The Cybersecurity and Infrastructure Security Agency (CISA) has recently enhanced its Known Exploited Vulnerabilities (KEV) Catalog by incorporating a new vulnerability discovered in Palo Alto Networks’ PAN-OS versions. This latest addition signifies active exploitation, posing a critical threat to federal enterprises and other entities.
The vulnerability, designated as CVE-2024-3393, is categorized as a Denial of Service (DoS) flaw within the DNS Security feature of PAN-OS. This flaw could potentially enable unauthenticated assailants to disrupt firewall functions, leading to repeated reboots and potential entry into maintenance mode if the assault persists.
The vulnerability stems from the way PAN-OS handles malformed DNS packets. When a maliciously crafted packet traverses the firewall’s data plane, it triggers a failure that necessitates system rebooting. Repeated exploitation of this vulnerability could render the firewall inoperable, thereby jeopardizing network security, especially for organizations employing PA-Series, VM-Series, CN-Series firewalls, or Prisma Access solutions. This vulnerability affects specific PAN-OS versions with DNS Security or Advanced DNS Security licenses enabled and DNS Security logging activated.
The impacted PAN-OS versions include:
– PAN-OS 11.2: Versions below 11.2.3
– PAN-OS 11.1: Versions below 11.1.5
– PAN-OS 10.2: Versions between 10.2.8 and 10.2.14
– PAN-OS 10.1: Versions between 10.1.14 and 10.1.15
However, older PAN-OS versions like 9.1 and 10.0, along with Panorama M-Series and Panorama virtual appliances, remain unaffected by this vulnerability.

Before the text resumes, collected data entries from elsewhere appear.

//! Name validation rules for OneDrive/SharePoint.
//!
//! The policy is an ordered list of rule predicates evaluated
//! first-match-wins, so precedence stays auditable and each rule can be
//! tested on its own. All matching is case-sensitive and operates on
//! Unicode codepoints, not bytes.

use crate::entry::{Entry, split_name};

/// macOS bookkeeping file: counted during discovery but never renamed.
pub const SYSTEM_ARTIFACT: &str = ".DS_Store";

/// OneDrive metadata filename and its fixed substitute.
pub const DESKTOP_INI: &str = "desktop.ini";
pub const DESKTOP_INI_SUBSTITUTE: &str = "desktop-ini";

/// Reserved word for files at the root of a OneDrive library.
pub const ROOT_FORMS: &str = "forms";
pub const ROOT_FORMS_SUBSTITUTE: &str = "formsFile";

/// Basenames the storage provider forbids regardless of content.
const RESERVED_NAMES: &[&str] = &[
    ".lock", "CON", "PRN", "AUX", "NUL", "COM1", "COM2", "COM3", "COM4", "COM5", "COM6", "COM7",
    "COM8", "COM9", "LPT1", "LPT2", "LPT3", "LPT4", "LPT5", "LPT6", "LPT7", "LPT8", "LPT9",
];

/// Characters the storage provider disallows anywhere in a name.
const FORBIDDEN_CHARS: &[char] = &[
    '~', '"', '#', '%', '&', ':', '*', '<', '>', '?', '/', '\\', '{', '|', '}', '.',
];

/// Outcome of evaluating one entry. Consumed immediately by the engine.
#[derive(Debug, Clone, PartialEq, Eq)]
pub struct RenameDecision {
    pub needs_rename: bool,
    pub new_name: String,
}

impl RenameDecision {
    fn unchanged() -> Self {
        Self {
            needs_rename: false,
            new_name: String::new(),
        }
    }

    fn renamed(new_name: String) -> Self {
        Self {
            needs_rename: true,
            new_name,
        }
    }
}

/// A single policy rule. Returns `None` when the rule does not apply.
type Rule = fn(&Entry, usize, bool) -> Option<RenameDecision>;

/// Rules in precedence order. The final character scrub always decides.
const RULES: &[Rule] = &[
    exempt_system_artifact,
    reserved_basename,
    reserved_metadata_file,
    root_level_forms,
    scrub_characters,
];

/// Decide whether `entry` needs a new name.
///
/// `index` is the entry's zero-based position within its parent's listing,
/// used only to disambiguate the `FOLDER<n>`/`FILE<n>` fallback names within
/// one directory. `is_root_level` is true when the parent is the selected
/// root folder.
pub fn evaluate(entry: &Entry, index: usize, is_root_level: bool) -> RenameDecision {
    for rule in RULES {
        if let Some(decision) = rule(entry, index, is_root_level) {
            return decision;
        }
    }
    RenameDecision::unchanged()
}

/// Rule 1: the OS bookkeeping file is exempt from renaming.
fn exempt_system_artifact(entry: &Entry, _index: usize, _root: bool) -> Option<RenameDecision> {
    (entry.name == SYSTEM_ARTIFACT).then(RenameDecision::unchanged)
}

/// Rule 2: reserved device names and `.lock`.
///
/// Matches the full name or the name without its extension, since these
/// basenames collide regardless of extension. The replacement drops the
/// extension for the same reason.
fn reserved_basename(entry: &Entry, index: usize, _root: bool) -> Option<RenameDecision> {
    let (stem, _) = split_name(&entry.name);
    if !RESERVED_NAMES.contains(&entry.name.as_str()) && !RESERVED_NAMES.contains(&stem) {
        return None;
    }
    let new_name = if entry.is_dir {
        format!("FOLDER{index}")
    } else {
        format!("FILE{index}")
    };
    Some(RenameDecision::renamed(new_name))
}

/// Rule 3: the cloud-metadata filename gets a fixed substitute.
fn reserved_metadata_file(entry: &Entry, _index: usize, _root: bool) -> Option<RenameDecision> {
    (entry.name == DESKTOP_INI)
        .then(|| RenameDecision::renamed(DESKTOP_INI_SUBSTITUTE.to_string()))
}

/// Rule 4: `forms` is reserved for files at the root of the library.
fn root_level_forms(entry: &Entry, _index: usize, is_root_level: bool) -> Option<RenameDecision> {
    if is_root_level && !entry.is_dir && split_name(&entry.name).0 == ROOT_FORMS {
        return Some(RenameDecision::renamed(ROOT_FORMS_SUBSTITUTE.to_string()));
    }
    None
}

/// Rule 5: cumulative fix-up of the stem.
///
/// Applies, in order: whitespace trim, `~$` prefix -> `-$`, `_vti_` ->
/// `-vti-`, then a 1:1 replacement of every forbidden character with `-`.
/// The extension is reattached untouched. A stem that trims away to
/// nothing falls back to `FOLDER<index>`/`FILE<index>`, since an empty
/// name is not a valid rename target.
fn scrub_characters(entry: &Entry, index: usize, _root: bool) -> Option<RenameDecision> {
    let (stem, extension) = split_name(&entry.name);

    let mut fixed = stem.trim().to_string();
    if let Some(rest) = fixed.strip_prefix("~$") {
        fixed = format!("-${rest}");
    }
    if fixed.contains("_vti_") {
        fixed = fixed.replace("_vti_", "-vti-");
    }
    fixed = fixed
        .chars()
        .map(|c| if FORBIDDEN_CHARS.contains(&c) { '-' } else { c })
        .collect();

    if fixed == stem {
        return Some(RenameDecision::unchanged());
    }
    if fixed.is_empty() {
        // Whitespace-only stem. An empty stem that was already empty (a
        // dotfile like `.gitignore`) is caught by the unchanged check above.
        let new_name = if entry.is_dir {
            format!("FOLDER{index}")
        } else {
            format!("FILE{index}")
        };
        return Some(RenameDecision::renamed(new_name));
    }
    let new_name = match extension {
        Some(ext) if !ext.is_empty() => format!("{fixed}.{ext}"),
        _ => fixed,
    };
    Some(RenameDecision::renamed(new_name))
}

The severity of this vulnerability is rated as High with a CVSS score of 8.7 for unauthenticated scenarios. Instances of active exploitation have been confirmed by Palo Alto Networks, where customers reported firewall disruptions triggered by malicious DNS packets exploiting the vulnerability.
Palo Alto Networks has taken steps to address the issue by releasing patches. Organizations that cannot immediately upgrade are advised to implement temporary workarounds, including security profile adjustments, tuning DNS Security settings, and regularly monitoring firewall behavior for anomalies.
To completely mitigate the vulnerability, affected systems should upgrade to fixed PAN-OS versions provided by Palo Alto Networks. By upgrading to the latest versions, organizations can bolster their defenses against potential exploitation and maintain the security and integrity of their networks.
This vulnerability underscores the persistent challenges faced in safeguarding critical systems against advanced cyber threats. The proactive approach of CISA in including such vulnerabilities in the KEV Catalog emphasizes the necessity for timely updates and robust security measures to combat evolving risks.
In conclusion, organizations utilizing Palo Alto Networks’ solutions must act promptly to neutralize this vulnerability to uphold network security and operational stability. By leveraging best security practices and remaining informed about emerging threats, businesses can fortify their networks and enhance resilience against escalating cyber risks.